There are two ways individual Christians and congregations can help. One is advocacy. Your city or county jail’s policies are significantly controlled by local government: judges, the police chief or sheriff, and the mayor or city council. You can contact these officials (make sure to call, not email) and ask them to release all jail inmates eligible for bail.
If advocacy doesn’t work, the other option is contributing to a bail fund. Bail funds have their roots in the black church’s fight against slavery and Jim Crow, when congregations pooled their money to buy their loved ones’ freedom. Most modern bail funds—like the state-based funds listed in the National Bail Fund Network or local branches of The Bail Project—don’t have a church affiliation. However, you may be able to find a church-connected bail fund where you live.
Look for something like Restoring Justice, a Christian legal aid nonprofit in Houston which partners with area churches as well as Baylor University. Restoring Justice operates a community bail fund, and it is “making emergency, research-based compassion bond motions and arguments” in response to the COVID-19 outbreak.
State and federal prisons pose a thornier problem for pandemic aid. Because prison inmates have already been convicted and sentenced, unlike jail inmates, early release is an unlikely solution. And once coronavirus gets into a prison—which is already happening—it will be incredibly difficult to control.
There are distinctive reasons for the risks in prisons: America’s inmate population is aging and also more likely to have chronic illness or history of drug use. Prisoners’ lives are high-stress, low-nutrition, poorly ventilated, and crowded together in close quarters. And even under ordinary circumstances, inmates frequently don’t have access to adequate medical care. In some states, prisoners are expected to make copays of up to $100 on wages as low as 12 cents an hour.
Prison medical care won’t improve as the novel coronavirus multiplies. If our hospitals are forced to make triage decisions like those in Italy, precious resources likely won’t be allotted to prisoners. That makes prevention paramount. Shockingly, some prisoners are not guaranteed access to hygiene products as basic as soap or tampons; they’re expected to purchase these items from the commissary or go without.
Because policies for state and federal penitentiaries are set at less accessible levels of government, advocacy for prison inmates will be much more difficult than with a local jail. The sort of systemic reform of mass incarceration that would be most useful can’t be accomplished overnight. However, a prison ministry with an established relationship with a local detention facility is likely to know the needs and circumstances of inmates in your area, as well as what you and your church can realistically do to help. It may be that prayer is the only recourse, and Prison Fellowship has put together a guide for how we can pray.

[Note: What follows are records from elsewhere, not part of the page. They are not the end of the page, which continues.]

//! Create analysis_results and damages tables.
//!
//! `session_id` is unique: a re-run overwrites the session's single result.

use sea_orm_migration::prelude::*;

use super::m20260301_000003_create_sessions::Sessions;

#[derive(DeriveMigrationName)]
pub struct Migration;

#[async_trait::async_trait]
impl MigrationTrait for Migration {
    async fn up(&self, manager: &SchemaManager) -> Result<(), DbErr> {
        manager
            .create_table(
                Table::create()
                    .table(AnalysisResults::Table)
                    .if_not_exists()
                    .col(
                        ColumnDef::new(AnalysisResults::Id)
                            .string()
                            .not_null()
                            .primary_key(),
                    )
                    .col(ColumnDef::new(AnalysisResults::SessionId).string().not_null())
                    .col(
                        ColumnDef::new(AnalysisResults::Status)
                            .string()
                            .not_null()
                            .default("processing"),
                    )
                    .col(
                        ColumnDef::new(AnalysisResults::CreatedAt)
                            .timestamp_with_time_zone()
                            .not_null()
                            .default(Expr::current_timestamp()),
                    )
                    .col(ColumnDef::new(AnalysisResults::CompletedAt).timestamp_with_time_zone())
                    .col(ColumnDef::new(AnalysisResults::RawResponse).text())
                    .foreign_key(
                        ForeignKey::create()
                            .from(AnalysisResults::Table, AnalysisResults::SessionId)
                            .to(Sessions::Table, Sessions::Id)
                            .on_delete(ForeignKeyAction::Cascade),
                    )
                    .to_owned(),
            )
            .await?;

        manager
            .create_index(
                Index::create()
                    .name("idx_analysis_results_session_id")
                    .table(AnalysisResults::Table)
                    .col(AnalysisResults::SessionId)
                    .unique()
                    .to_owned(),
            )
            .await?;

        manager
            .create_table(
                Table::create()
                    .table(Damages::Table)
                    .if_not_exists()
                    .col(ColumnDef::new(Damages::Id).string().not_null().primary_key())
                    .col(ColumnDef::new(Damages::AnalysisId).string().not_null())
                    .col(ColumnDef::new(Damages::DamageType).string().not_null())
                    .col(ColumnDef::new(Damages::Severity).string().not_null())
                    .col(ColumnDef::new(Damages::Zone).string().not_null())
                    .col(ColumnDef::new(Damages::Description).text())
                    .col(ColumnDef::new(Damages::BoundingBox).string())
                    .foreign_key(
                        ForeignKey::create()
                            .from(Damages::Table, Damages::AnalysisId)
                            .to(AnalysisResults::Table, AnalysisResults::Id)
                            .on_delete(ForeignKeyAction::Cascade),
                    )
                    .to_owned(),
            )
            .await?;

        manager
            .create_index(
                Index::create()
                    .name("idx_damages_analysis_id")
                    .table(Damages::Table)
                    .col(Damages::AnalysisId)
                    .to_owned(),
            )
            .await
    }

    async fn down(&self, manager: &SchemaManager) -> Result<(), DbErr> {
        manager
            .drop_table(Table::drop().table(Damages::Table).to_owned())
            .await?;
        manager
            .drop_table(Table::drop().table(AnalysisResults::Table).to_owned())
            .await
    }
}

#[derive(DeriveIden)]
enum AnalysisResults {
    Table,
    Id,
    SessionId,
    Status,
    CreatedAt,
    CompletedAt,
    RawResponse,
}

#[derive(DeriveIden)]
enum Damages {
    Table,
    Id,
    AnalysisId,
    DamageType,
    Severity,
    Zone,
    Description,
    BoundingBox,
}
//! HTTP middleware.

mod request_logger;

pub use request_logger::RequestLogger;
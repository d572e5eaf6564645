//! Database queries for session photos.

use chrono::Utc;
use sea_orm::{
    ActiveModelTrait, ColumnTrait, ConnectionTrait, EntityTrait, PaginatorTrait, QueryFilter,
    QueryOrder, Set,
};

use crate::entity::photo::{self, ActiveModel, Entity as Photo};
use crate::error::{AppError, AppResult};
use crate::models::{NewPhoto, UploadStatus};

use super::DbPool;

/// Count valid photos of a session on any connection or transaction.
pub(super) async fn count_valid_photos_on<C: ConnectionTrait>(
    db: &C,
    session_id: &str,
) -> AppResult<u64> {
    Photo::find()
        .filter(photo::Column::SessionId.eq(session_id))
        .filter(photo::Column::IsValid.eq(true))
        .count(db)
        .await
        .map_err(|e| AppError::Database(format!("Failed to count photos: {}", e)))
}

impl DbPool {
    /// Persist an accepted upload. Only photos that passed validation get here.
    pub async fn insert_photo(&self, photo: NewPhoto) -> AppResult<photo::Model> {
        let active = ActiveModel {
            id: Set(photo.id),
            session_id: Set(photo.session_id),
            angle_index: Set(photo.angle_index),
            angle_label: Set(photo.angle_label),
            file_path: Set(photo.file_path),
            captured_at: Set(Utc::now()),
            is_valid: Set(true),
            validation_message: Set(photo.validation_message),
            upload_status: Set(UploadStatus::Uploaded.as_str().to_string()),
        };

        let result = active
            .insert(self.connection())
            .await
            .map_err(|e| AppError::Database(format!("Failed to insert photo: {}", e)))?;

        Ok(result)
    }

    /// Photos of a session ordered by angle, then capture time.
    pub async fn get_photos_for_session(&self, session_id: &str) -> AppResult<Vec<photo::Model>> {
        let result = Photo::find()
            .filter(photo::Column::SessionId.eq(session_id))
            .order_by_asc(photo::Column::AngleIndex)
            .order_by_asc(photo::Column::CapturedAt)
            .all(self.connection())
            .await
            .map_err(|e| AppError::Database(format!("Failed to get photos: {}", e)))?;

        Ok(result)
    }
}
//! Local filesystem storage for session photos.
//!
//! Layout: `{root}/{session_id}/{photo_id}.jpg`.

use std::path::{Path, PathBuf};

use tokio::fs;
use tracing::{debug, warn};

use crate::error::{AppError, AppResult};

/// Extension given to every stored photo regardless of the uploaded format.
pub const PHOTO_EXTENSION: &str = "jpg";

/// Photo storage rooted at the sessions directory.
#[derive(Clone, Debug)]
pub struct PhotoStore {
    root: PathBuf,
}

impl PhotoStore {
    pub fn new(root: impl Into<PathBuf>) -> Self {
        Self { root: root.into() }
    }

    pub fn root(&self) -> &Path {
        &self.root
    }

    /// Where a photo lives on disk.
    pub fn photo_path(&self, session_id: &str, photo_id: &str) -> AppResult<PathBuf> {
        validate_storage_id(session_id)?;
        validate_storage_id(photo_id)?;
        Ok(self
            .root
            .join(session_id)
            .join(format!("{}.{}", photo_id, PHOTO_EXTENSION)))
    }

    /// Write photo bytes, creating the session folder if needed.
    pub async fn put(&self, session_id: &str, photo_id: &str, data: &[u8]) -> AppResult<PathBuf> {
        let path = self.photo_path(session_id, photo_id)?;
        if let Some(parent) = path.parent() {
            fs::create_dir_all(parent).await.map_err(|e| {
                AppError::FileSystem(format!("Failed to create {}: {}", parent.display(), e))
            })?;
        }

        fs::write(&path, data).await.map_err(|e| {
            AppError::FileSystem(format!("Failed to write {}: {}", path.display(), e))
        })?;

        debug!(path = %path.display(), bytes = data.len(), "Stored photo");
        Ok(path)
    }

    /// Read a stored photo.
    pub async fn read(&self, path: &Path) -> AppResult<Vec<u8>> {
        fs::read(path).await.map_err(|e| {
            AppError::FileSystem(format!("Failed to read {}: {}", path.display(), e))
        })
    }

    /// Remove a stored photo. A file that is already gone is not an error.
    pub async fn delete(&self, path: &Path) -> AppResult<()> {
        match fs::remove_file(path).await {
            Ok(()) => Ok(()),
            Err(e) if e.kind() == std::io::ErrorKind::NotFound => {
                warn!(path = %path.display(), "Photo already removed");
                Ok(())
            }
            Err(e) => Err(AppError::FileSystem(format!(
                "Failed to delete {}: {}",
                path.display(),
                e
            ))),
        }
    }
}

/// Check that `id` can be used as a single path component under the root.
///
/// Separators, NUL and the whole components `.` and `..` are refused;
/// dots inside a name (`ispezione..2026`) are fine.
pub fn validate_storage_id(id: &str) -> AppResult<()> {
    let ok = !id.is_empty() && id != "." && id != ".." && !id.contains(['/', '\\', '\0']);
    if ok {
        Ok(())
    } else {
        Err(AppError::Unprocessable(format!(
            "Identificativo non valido: {}",
            id
        )))
    }
}
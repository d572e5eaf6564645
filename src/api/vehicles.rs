//! Vehicle endpoints.

use actix_web::{HttpResponse, web};

use crate::auth::ApiKeyAuth;
use crate::db::DbPool;
use crate::error::AppResult;
use crate::models::{VehicleResponse, envelope};

/// List all vehicles.
#[utoipa::path(
    get,
    path = "/api/v1/vehicles",
    tag = "Vehicles",
    responses(
        (status = 200, description = "Vehicle list", body = Vec<VehicleResponse>),
        (status = 403, description = "Invalid or missing API key", body = crate::models::ErrorEnvelope),
    ),
    security(
        ("api_key" = [])
    )
)]
pub async fn list_vehicles(_auth: ApiKeyAuth, pool: web::Data<DbPool>) -> AppResult<HttpResponse> {
    let vehicles: Vec<VehicleResponse> = pool
        .list_vehicles()
        .await?
        .into_iter()
        .map(VehicleResponse::from)
        .collect();

    Ok(envelope::ok(vehicles))
}

pub fn configure_routes(cfg: &mut web::ServiceConfig) {
    cfg.service(web::resource("/vehicles").route(web::get().to(list_vehicles)));
}
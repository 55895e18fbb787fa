use log::warn;

use crate::detection_result::BoundingBox;

/// IoUの計算方法
#[derive(Debug, Clone, Copy, PartialEq, Eq, Default)]
pub enum IouMode {
    /// 共通部分 / 和集合 (Jaccard)
    #[default]
    Union,
    /// 共通部分 / 各ボックスの面積 の大きい方
    Min,
}

fn overlap(l1: f32, r1: f32, l2: f32, r2: f32) -> f32 {
    r1.min(r2) - l1.max(l2)
}

fn box_intersection(a: &BoundingBox, b: &BoundingBox) -> f32 {
    let w = overlap(a.x1, a.x2, b.x1, b.x2);
    let h = overlap(a.y1, a.y2, b.y1, b.y2);
    if w < 0. || h < 0. {
        return 0.;
    }
    w * h
}

fn box_union(a: &BoundingBox, b: &BoundingBox) -> f32 {
    a.area() + b.area() - box_intersection(a, b)
}

fn ratio(num: f32, den: f32) -> f32 {
    if den > 0. {
        num / den
    } else {
        0.
    }
}

/// 2つのバウンディングボックスのIoUを計算します
///
/// 面積が0のボックスが含まれる場合は0を返します
pub fn box_iou(a: &BoundingBox, b: &BoundingBox, mode: IouMode) -> f32 {
    let inter = box_intersection(a, b);
    match mode {
        IouMode::Union => ratio(inter, box_union(a, b)),
        IouMode::Min => {
            ratio(inter, box_intersection(a, a)).max(ratio(inter, box_intersection(b, b)))
        }
    }
}

/// 1クラス分のバウンディングボックスにNMSを適用します
///
/// # Args
/// * `bb` - 同じクラスのバウンディングボックス
/// * `nms_threshold` - これを超えるIoUのボックスを抑制する
/// * `mode` - IoUの計算方法
///
/// # Return
/// * スコアの降順に並んだ、抑制されずに残ったボックス
pub fn nms(bb: &[BoundingBox], nms_threshold: f32, mode: IouMode) -> Vec<BoundingBox> {
    let mut sorted_bb = bb.to_vec();
    if sorted_bb.len() < 2 {
        return sorted_bb;
    }
    // 安定ソートなので同点は入力順
    sorted_bb.sort_by(|a, b| b.score.total_cmp(&a.score));

    for ib in 0..sorted_bb.len() {
        if sorted_bb[ib].score == 0. {
            continue;
        }
        for it in (ib + 1)..sorted_bb.len() {
            if box_iou(&sorted_bb[ib], &sorted_bb[it], mode) > nms_threshold {
                sorted_bb[it].score = 0.;
            }
        }
    }
    sorted_bb.retain(|b| b.score > 0.);
    sorted_bb
}

/// NMSの結果
#[derive(Debug, Clone, Default, PartialEq)]
pub struct NmsOutput {
    /// クラス順に並んだ残ったボックス
    pub boxes: Vec<BoundingBox>,
    /// クラスごとの上限を超えて捨てた数
    pub dropped: usize,
}

/// クラス別にNMSを適用します
///
/// # Args
/// * `bb` - 全クラスの候補
/// * `cls_num` - クラスの数
/// * `nms_threshold` - NMSの閾値
/// * `max_per_class` - 1クラスあたりに残す最大数
/// * `mode` - IoUの計算方法
///
/// # Return
/// * クラス0から順に、各クラスで残ったボックスを連結したもの
pub fn nms_process(
    bb: &[BoundingBox],
    cls_num: usize,
    nms_threshold: f32,
    max_per_class: usize,
    mode: IouMode,
) -> NmsOutput {
    // クラス別に分割
    let mut cls: Vec<Vec<BoundingBox>> = vec![vec![]; cls_num];
    for &detection in bb {
        match cls.get_mut(detection.class_index) {
            Some(c) => c.push(detection),
            None => warn!("class index {} out of range {}", detection.class_index, cls_num),
        }
    }

    let mut out = NmsOutput::default();
    for d in cls {
        let mut kept = nms(&d, nms_threshold, mode);
        if kept.len() > max_per_class {
            out.dropped += kept.len() - max_per_class;
            kept.truncate(max_per_class);
        }
        out.boxes.extend(kept);
    }
    if out.dropped > 0 {
        warn!("dropped {} boxes over the per-class limit {}", out.dropped, max_per_class);
    }
    out
}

This is a frightening time, and fear tells us to react to scarcity and turmoil by caring only for ourselves. As COVID-19 spreads, our fear will tempt us to forget those in prison. But fear has no part in the generous love we, though weak and wayward, seek to emulate as followers of Jesus (1 John 4:17-18)—the love that came to free us when we were sick with sin. The nature of pandemic keeps us from visiting the “least of these brothers and sisters” in prison, but we can still seek to care for them as for Christ (Matt. 25:40).
Bonnie Kristian is a contributing editor at The Week, a fellow at Defense Priorities, and the author of A Flexible Faith: Rethinking What It Means to Follow Jesus Today (Hachette).